Xiaojun Zhang, Zhen Chen, Ning Zhang, Bo Yu, Wei Li, Mengli Zhang, Xian Wu, Ganzhe Liu, Meizhen Dong

DOI: 10.36660/abc.20240181i

This Original Article is referred by the Short Editorial "Long Non-Coding RNA CCAT2 and Pathological Cardiac Remodeling".

Abstract

Background

Sustained pathological cardiac hypertrophy (CH) is an independent risk factor for increased incidence and mortality of cardiovascular events.

Objectives

This research was designed to unravel the role of long non-coding RNA (LncRNA) CCAT2 in CH progression.

Methods

Transverse aortic constriction (TAC) procedures were conducted to construct a pressure overload-induced in vivo CH model. Angiotensin II (Ang II) treatment was utilized to induce hypertrophic rat cardiomyocyte H9c2 cells.

Results

In vivo results showed that silencing of CCAT2 reduced cardiomyocyte surface area, alleviated cardiac fibrosis, and decreased β-MHC, ANP, and BNP levels in CH mouse models. In vitro results revealed that CCAT2 knockdown reduced cell surface area and attenuated β-MHC, ANP, and BNP levels in hypertrophic H9c2 cells. Besides, CCAT2 silencing decreased the levels of active β-catenin, phosphorylated-GSK-3β, and Wnt target genes (c-Myc, cyclinD1, and c-Jun) in CH mice and hypertrophic H9c2 cells.
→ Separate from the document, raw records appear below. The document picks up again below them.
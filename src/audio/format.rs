//! 帧布局和 s16le 字节解码
//!
//! 内部表示：交织 i16，LRLRLR...（单声道即连续样本）
//! 帧数（而非字节数）是缓冲区大小的单位

use super::config::ChannelCount;

/// 16-bit 样本字节数
pub const BYTES_PER_SAMPLE: usize = 2;

/// 流的帧布局
#[derive(Clone, Copy, Debug, PartialEq, Eq)]
pub struct StreamFormat {
    pub sample_rate: u32,
    pub channels: ChannelCount,
}

impl StreamFormat {
    pub fn new(sample_rate: u32, channels: ChannelCount) -> Self {
        Self {
            sample_rate,
            channels,
        }
    }

    /// 每帧的样本数（= 声道数）
    #[inline]
    pub fn samples_per_frame(&self) -> usize {
        self.channels.count()
    }

    /// 每帧的字节数
    #[inline]
    pub fn bytes_per_frame(&self) -> usize {
        BYTES_PER_SAMPLE * self.channels.count()
    }

    /// `frames` 帧需要的样本数
    #[inline]
    pub fn samples_for(&self, frames: usize) -> usize {
        frames * self.samples_per_frame()
    }

    /// 字节数对应的完整帧数，不是整帧时返回 None
    pub fn frames_in_bytes(&self, len: usize) -> Option<usize> {
        let bpf = self.bytes_per_frame();
        if len % bpf == 0 {
            Some(len / bpf)
        } else {
            None
        }
    }

    /// 帧数对应的时长（纳秒）
    pub fn frames_to_ns(&self, frames: u64) -> u64 {
        if self.sample_rate == 0 {
            return 0;
        }
        frames * 1_000_000_000 / self.sample_rate as u64
    }

    /// 将 little-endian 16-bit 字节解码为样本
    ///
    /// 返回写入 `output` 的样本数；末尾不足一个样本的字节被忽略
    pub fn decode_le_bytes(&self, bytes: &[u8], output: &mut [i16]) -> usize {
        let mut written = 0;
        for (slot, chunk) in output.iter_mut().zip(bytes.chunks_exact(BYTES_PER_SAMPLE)) {
            *slot = i16::from_le_bytes([chunk[0], chunk[1]]);
            written += 1;
        }
        written
    }
}

/// 交织立体声样本转为 `(L, R)` 帧
///
/// 样本不足的尾部帧填静音
pub fn fill_stereo_frames(samples: &[i16], frames: &mut [(i16, i16)]) {
    let mut pairs = samples.chunks_exact(2);
    for frame in frames.iter_mut() {
        *frame = match pairs.next() {
            Some(pair) => (pair[0], pair[1]),
            None => (0, 0),
        };
    }
}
Importantly, treatment with the Wnt/β-catenin pathway activator LiCl reversed the suppression of CCAT2 knockdown on H9c2 cell surface area and MHC, ANP, and BNP levels.

Conclusions

Collectively, CCAT2 silencing plays a protective role against CH through inactivating the Wnt/β-catenin signaling, which suggests that CCAT2 might become a promising therapeutic target for CH.